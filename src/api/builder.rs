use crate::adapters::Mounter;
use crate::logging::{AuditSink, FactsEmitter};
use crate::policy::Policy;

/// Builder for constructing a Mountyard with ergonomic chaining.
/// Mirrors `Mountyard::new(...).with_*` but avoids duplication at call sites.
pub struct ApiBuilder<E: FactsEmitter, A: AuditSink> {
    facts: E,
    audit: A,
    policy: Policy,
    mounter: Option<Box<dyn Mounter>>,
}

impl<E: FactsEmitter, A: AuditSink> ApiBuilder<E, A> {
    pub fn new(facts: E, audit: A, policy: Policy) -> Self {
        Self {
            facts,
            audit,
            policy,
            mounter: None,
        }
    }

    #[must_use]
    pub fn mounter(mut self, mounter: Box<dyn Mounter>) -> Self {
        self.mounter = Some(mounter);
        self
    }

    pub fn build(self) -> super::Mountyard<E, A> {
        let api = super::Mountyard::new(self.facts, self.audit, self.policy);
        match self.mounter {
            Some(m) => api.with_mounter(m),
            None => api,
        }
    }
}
....
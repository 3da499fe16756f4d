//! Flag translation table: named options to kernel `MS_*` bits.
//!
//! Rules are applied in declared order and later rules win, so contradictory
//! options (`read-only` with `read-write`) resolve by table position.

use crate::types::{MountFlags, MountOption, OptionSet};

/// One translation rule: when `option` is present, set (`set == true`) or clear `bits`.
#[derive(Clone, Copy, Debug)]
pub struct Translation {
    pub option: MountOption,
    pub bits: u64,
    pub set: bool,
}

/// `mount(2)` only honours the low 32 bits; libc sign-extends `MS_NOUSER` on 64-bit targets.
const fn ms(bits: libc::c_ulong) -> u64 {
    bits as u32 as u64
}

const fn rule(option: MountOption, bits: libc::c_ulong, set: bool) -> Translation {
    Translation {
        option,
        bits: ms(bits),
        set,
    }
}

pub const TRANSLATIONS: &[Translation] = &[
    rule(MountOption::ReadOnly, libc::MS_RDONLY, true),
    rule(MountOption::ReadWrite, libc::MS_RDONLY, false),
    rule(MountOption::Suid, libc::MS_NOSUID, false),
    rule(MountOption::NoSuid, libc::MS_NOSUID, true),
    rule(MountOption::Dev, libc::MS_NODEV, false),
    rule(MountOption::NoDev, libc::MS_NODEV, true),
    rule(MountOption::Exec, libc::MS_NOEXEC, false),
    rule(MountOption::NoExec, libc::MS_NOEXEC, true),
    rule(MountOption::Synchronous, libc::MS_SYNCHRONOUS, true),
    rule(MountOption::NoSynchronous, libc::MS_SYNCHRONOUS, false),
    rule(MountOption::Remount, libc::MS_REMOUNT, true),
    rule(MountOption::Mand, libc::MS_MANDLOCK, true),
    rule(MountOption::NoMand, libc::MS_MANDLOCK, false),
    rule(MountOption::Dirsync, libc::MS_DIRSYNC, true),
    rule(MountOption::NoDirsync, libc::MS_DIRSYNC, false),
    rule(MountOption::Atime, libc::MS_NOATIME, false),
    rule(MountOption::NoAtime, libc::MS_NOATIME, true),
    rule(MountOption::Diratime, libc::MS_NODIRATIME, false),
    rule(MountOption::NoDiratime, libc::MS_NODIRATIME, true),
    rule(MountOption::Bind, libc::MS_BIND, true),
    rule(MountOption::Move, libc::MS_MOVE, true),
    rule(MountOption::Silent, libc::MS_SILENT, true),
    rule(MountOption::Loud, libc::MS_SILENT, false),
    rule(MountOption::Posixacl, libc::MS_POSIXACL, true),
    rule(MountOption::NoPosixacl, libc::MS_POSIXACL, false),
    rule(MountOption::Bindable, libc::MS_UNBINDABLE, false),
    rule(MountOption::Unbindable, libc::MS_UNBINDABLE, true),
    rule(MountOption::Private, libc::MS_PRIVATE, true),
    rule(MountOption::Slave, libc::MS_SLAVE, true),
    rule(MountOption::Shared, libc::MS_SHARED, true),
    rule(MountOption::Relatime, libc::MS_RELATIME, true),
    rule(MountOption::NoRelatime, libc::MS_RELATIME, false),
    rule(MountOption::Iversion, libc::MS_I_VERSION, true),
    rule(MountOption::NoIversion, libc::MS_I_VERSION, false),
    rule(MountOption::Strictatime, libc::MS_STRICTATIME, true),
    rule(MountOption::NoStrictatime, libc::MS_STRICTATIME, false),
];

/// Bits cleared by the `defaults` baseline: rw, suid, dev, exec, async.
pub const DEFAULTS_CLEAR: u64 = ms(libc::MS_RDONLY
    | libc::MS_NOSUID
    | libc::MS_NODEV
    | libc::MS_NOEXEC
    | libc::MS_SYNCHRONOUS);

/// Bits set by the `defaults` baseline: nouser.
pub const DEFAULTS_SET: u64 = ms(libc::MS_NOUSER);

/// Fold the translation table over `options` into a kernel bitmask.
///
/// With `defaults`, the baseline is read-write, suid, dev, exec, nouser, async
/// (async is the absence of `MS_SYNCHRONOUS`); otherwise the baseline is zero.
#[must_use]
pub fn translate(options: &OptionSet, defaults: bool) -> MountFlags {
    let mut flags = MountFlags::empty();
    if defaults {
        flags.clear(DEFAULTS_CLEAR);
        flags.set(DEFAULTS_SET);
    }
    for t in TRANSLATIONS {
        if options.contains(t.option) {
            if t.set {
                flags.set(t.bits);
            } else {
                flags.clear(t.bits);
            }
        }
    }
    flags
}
....
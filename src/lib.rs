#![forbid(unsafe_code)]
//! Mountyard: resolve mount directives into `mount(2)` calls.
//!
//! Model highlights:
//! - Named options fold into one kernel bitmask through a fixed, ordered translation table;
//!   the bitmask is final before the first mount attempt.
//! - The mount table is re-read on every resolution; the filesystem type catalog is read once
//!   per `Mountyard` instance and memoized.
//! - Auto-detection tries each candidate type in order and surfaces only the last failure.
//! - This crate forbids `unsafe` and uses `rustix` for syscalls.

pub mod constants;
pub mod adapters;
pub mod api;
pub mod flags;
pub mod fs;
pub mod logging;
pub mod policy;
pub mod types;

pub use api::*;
....
- **Your goal**
In the material above, find the line containing "Mountyard: resolve mount" and the line containing "pub use api::*;", then write out exactly those two lines and every line between them, and nothing more.

- **Response for this exercise**
//! Mountyard: resolve mount directives into `mount(2)` calls.
//!
//! Model highlights:
//! - Named options fold into one kernel bitmask through a fixed, ordered translation table;
//!   the bitmask is final before the first mount attempt.
//! - The mount table is re-read on every resolution; the filesystem type catalog is read once
//!   per `Mountyard` instance and memoized.
//! - Auto-detection tries each candidate type in order and surfaces only the last failure.
//! - This crate forbids `unsafe` and uses `rustix` for syscalls.

pub mod constants;
pub mod adapters;
pub mod api;
pub mod flags;
pub mod fs;
pub mod logging;
pub mod policy;
pub mod types;

pub use api::*;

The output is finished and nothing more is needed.